Palliative care strategy: equality impact assessment
Equality impact assessment (EQIA) of Scotland’s Palliative Care Strategy setting out aims, evidence and engagement, and outlining how the strategy assesses potential impacts on protected groups.
Recommendations and Conclusion
Throughout their development, we continually assessed the impact of the strategy and delivery plan on protected characteristic groups and attempted to address any potentially negative impact on these groups. This was done by ensuring that the various Working Groups involved in developing the recommended actions considered relevant evidence collated from the literature review, gathering evidence exercise and the service mapping surveys, and that they gave particular thought to the potential impacts of their recommendations on people and groups with protected characteristics.

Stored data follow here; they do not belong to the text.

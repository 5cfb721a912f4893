//! Chat-completions chunk decoding
//!
//! Handles the OpenAI-compatible `chat.completion.chunk` payloads spoken by
//! DeepSeek, Moonshot, Qwen, GLM, Doubao, Gemini's compatibility layer and
//! Grok. Parsed with our own types so `reasoning_content` survives.

use super::sse::SseFrame;
use super::Decoded;
use crate::error::{Error, Result};
use crate::events::{Event, ResponseMetadata};
use crate::usage::UsageReport;
use chrono::DateTime;

#[derive(Debug, serde::Deserialize)]
struct StreamChunkDelta {
    content: Option<String>,
    reasoning_content: Option<String>,
}

#[derive(Debug, serde::Deserialize)]
struct StreamChoice {
    delta: Option<StreamChunkDelta>,
}

#[derive(Debug, serde::Deserialize)]
struct StreamUsage {
    #[serde(default)]
    prompt_tokens: u64,
    #[serde(default)]
    completion_tokens: u64,
    total_tokens: Option<u64>,
}

#[derive(Debug, serde::Deserialize)]
struct StreamChunk {
    id: Option<String>,
    model: Option<String>,
    created: Option<i64>,
    #[serde(default)]
    choices: Vec<StreamChoice>,
    usage: Option<StreamUsage>,
}

impl StreamChunk {
    fn into_events(self) -> Vec<Event> {
        let mut events = Vec::new();

        let metadata = ResponseMetadata {
            id: self.id.filter(|id| !id.is_empty()),
            model: self.model.filter(|m| !m.is_empty()),
            created: self.created.and_then(|secs| DateTime::from_timestamp(secs, 0)),
        };
        if !metadata.is_empty() {
            events.push(Event::Metadata(metadata));
        }

        for delta in self.choices.into_iter().filter_map(|c| c.delta) {
            if let Some(reasoning) = delta.reasoning_content.filter(|r| !r.is_empty()) {
                events.push(Event::ReasoningDelta { text: reasoning });
            }
            if let Some(content) = delta.content.filter(|c| !c.is_empty()) {
                events.push(Event::ContentDelta { text: content });
            }
        }

        // Usage goes last so a chunk carrying both keeps content first
        if let Some(usage) = self.usage {
            let report = match usage.total_tokens {
                Some(total) => UsageReport::new(usage.prompt_tokens, usage.completion_tokens, total),
                None => UsageReport::from_counts(usage.prompt_tokens, usage.completion_tokens),
            };
            events.push(Event::UsageReport(report));
        }

        events
    }
}

/// Decode one SSE frame of a chat-completions stream
pub(crate) fn decode_frame(frame: &SseFrame) -> Result<Decoded> {
    let data = frame.data.trim();
    if data.is_empty() {
        return Ok(Decoded::Events(Vec::new()));
    }
    if data == "[DONE]" {
        return Ok(Decoded::Events(vec![Event::Completed]));
    }

    let value: serde_json::Value =
        serde_json::from_str(data).map_err(|e| Error::malformed(format!("invalid JSON: {}", e)))?;

    // Some vendors send `"error": null` on healthy chunks
    if let Some(err) = value.get("error").filter(|e| !e.is_null()) {
        let message = err
            .get("message")
            .and_then(|m| m.as_str())
            .map(String::from)
            .unwrap_or_else(|| err.to_string());
        return Ok(Decoded::ProviderError(message));
    }

    let chunk: StreamChunk = serde_json::from_value(value)
        .map_err(|e| Error::malformed(format!("unexpected chunk shape: {}", e)))?;
    Ok(Decoded::Events(chunk.into_events()))
}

The Strategy itself makes specific reference to protected characteristics, particularly in relation to the collection of data for the purposes of improving the planning and delivery of services, and there is an acknowledgment of the differing needs of various age groups who require palliative care and consideration around how best to meet these needs.
Some of the actions in the delivery plan are specifically intended to have a positive impact on the experiences of children and young people who use palliative care services, as well as their families.

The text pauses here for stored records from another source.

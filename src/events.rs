//! Provider stream events
//!
//! Provider adapters translate their wire format into these events. This is
//! the ONLY shape the aggregator understands; it never inspects vendor
//! payloads directly.

use crate::error::TransportError;
use crate::usage::UsageReport;
use chrono::{DateTime, Utc};
use futures::Stream;
use serde::{Deserialize, Serialize};
use std::pin::Pin;

/// One event from a provider stream
#[derive(Debug, Clone, PartialEq, Serialize, Deserialize)]
#[serde(tag = "type", rename_all = "snake_case")]
pub enum Event {
    /// Streaming text delta
    ContentDelta { text: String },
    /// Streaming reasoning delta (extended thinking)
    ReasoningDelta { text: String },
    /// Provider-declared token usage
    UsageReport(UsageReport),
    /// Response identity, model and creation time
    Metadata(ResponseMetadata),
    /// The provider signalled the end of the response
    Completed,
    /// Anything else, including events that failed to decode
    Other,
}

impl Event {
    pub fn content(text: impl Into<String>) -> Self {
        Event::ContentDelta { text: text.into() }
    }

    pub fn reasoning(text: impl Into<String>) -> Self {
        Event::ReasoningDelta { text: text.into() }
    }

    pub fn usage(prompt_tokens: u64, completion_tokens: u64, total_tokens: u64) -> Self {
        Event::UsageReport(UsageReport::new(prompt_tokens, completion_tokens, total_tokens))
    }
}

/// Response metadata as reported by the provider
#[derive(Debug, Clone, Default, PartialEq, Serialize, Deserialize)]
pub struct ResponseMetadata {
    pub id: Option<String>,
    pub model: Option<String>,
    pub created: Option<DateTime<Utc>>,
}

impl ResponseMetadata {
    /// Overwrite every field that `other` carries
    pub fn merge(&mut self, other: ResponseMetadata) {
        if other.id.is_some() {
            self.id = other.id;
        }
        if other.model.is_some() {
            self.model = other.model;
        }
        if other.created.is_some() {
            self.created = other.created;
        }
    }

    pub fn is_empty(&self) -> bool {
        self.id.is_none() && self.model.is_none() && self.created.is_none()
    }
}

/// Stream of provider events
pub type EventStream = Pin<Box<dyn Stream<Item = Result<Event, TransportError>> + Send>>;

/// Output delivered to a fragment consumer
#[derive(Debug, Clone, PartialEq, Eq)]
pub enum Fragment {
    Content(String),
    Reasoning(String),
}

Other actions are intended to have a positive impact for the population of palliative care users as a whole, however we have built the ongoing assessment of equalities impact into our plans for the delivery of each of the actions to ensure that this continues to be a key part of our thinking as we move forward with delivery.
It is expected that some of the actions, by their nature, may positively impact some protected characteristic groups in particular. For example, more people who are older or have some long term conditions and disabilities may benefit from improved palliative care, whilst others (e.g. LGBTQI+) may benefit from addressing barriers to uptake. Actions taken to improve the knowledge and skills of the palliative care workforce, increasing their understanding of the differing needs of people of different races or religions, may also have a particularly positive impact on the experiences of those groups.
In conclusion, our assessment indicates that the new palliative care strategy, and its associated delivery plan, will not have a negative impact on any of the protected characteristics included in the Equality Act 2010, and that delivery of the actions may have a positive impact for certain groups.